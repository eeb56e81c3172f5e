// src/bin/cli.rs
use herb_extract::cli;

fn main() {
    if let Err(e) = cli::run() {
        eprintln!("Error: {e}");
        std::process::exit(1);
    }
}
// crates/multitest-config/src/examples.rs
// ============================================================================
// Module: Config Examples
// Description: Canonical example configuration payload.
// Purpose: Deterministic example for `multitest --example-config`.
// Dependencies: std
// ============================================================================

//! ## Overview
//! Canonical example for multitest configuration. Every key is shown with its
//! default value so the output doubles as reference documentation.

/// Returns a canonical example `multitest.toml` configuration.
#[must_use]
pub fn config_toml_example() -> String {
    String::from(
        r#"[tool]
program = "cargo"
verbs = ["test"]
extra_args = []

[features]
# Explicit feature universe; empty means "read [features] from Cargo.toml".
include = []
exclude = []
include_private = false
# Largest combination size to test; 0 tests every size.
max_size = 0

[run]
# "fail_fast" stops at the first failing combination; "collect_all" runs them all.
mode = "fail_fast"
"#,
    )
}
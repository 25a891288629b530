// crates/multitest-core/src/lib.rs
// ============================================================================
// Module: multitest Core Library
// Description: Public API surface for the feature combination runner.
// Purpose: Expose feature sets, enumeration, manifest discovery, and the runner.
// Dependencies: crate::{features, combinations, manifest, invoke, runner}
// ============================================================================

//! ## Overview
//! multitest core enumerates every non-empty subset of a crate's optional
//! features, smallest subsets first, and hands each subset to an external
//! build/test tool restricted to exactly those features. The first failing
//! subset stops the run unless collect-all mode is requested.
//!
//! The feature universe is passed explicitly into the runner and is usually
//! discovered from the crate's `Cargo.toml` at run start.

// ============================================================================
// SECTION: Modules
// ============================================================================

pub mod combinations;
pub mod features;
pub mod invoke;
pub mod manifest;
pub mod runner;

// ============================================================================
// SECTION: Re-Exports
// ============================================================================

pub use combinations::Combinations;
pub use combinations::combination_count;
pub use features::Combination;
pub use features::FeatureSet;
pub use features::FeatureSetError;
pub use features::MAX_FEATURE_NAME_LENGTH;
pub use features::MAX_FEATURES;
pub use features::validate_feature_names;
pub use invoke::ExitStatusKind;
pub use invoke::InvocationResult;
pub use invoke::Invoker;
pub use invoke::ProcessInvoker;
pub use invoke::RunnerError;
pub use invoke::ToolCommand;
pub use manifest::MANIFEST_FILE_NAME;
pub use manifest::MAX_MANIFEST_BYTES;
pub use manifest::ManifestError;
pub use manifest::load_manifest_features;
pub use manifest::parse_manifest_features;
pub use runner::CombinationFailure;
pub use runner::FailureMode;
pub use runner::RunObserver;
pub use runner::RunOptions;
pub use runner::RunOutcome;
pub use runner::RunReport;
pub use runner::run_feature_matrix;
**********
The line with "pub use manifest::MAX_MANIFEST_BYTES;" and all lines after it through the end of the data above: write these out exactly and add nothing.

> **Task solution**
pub use manifest::MAX_MANIFEST_BYTES;
pub use manifest::ManifestError;
pub use manifest::load_manifest_features;
pub use manifest::parse_manifest_features;
pub use runner::CombinationFailure;
pub use runner::FailureMode;
pub use runner::RunObserver;
pub use runner::RunOptions;
pub use runner::RunOutcome;
pub use runner::RunReport;
pub use runner::run_feature_matrix;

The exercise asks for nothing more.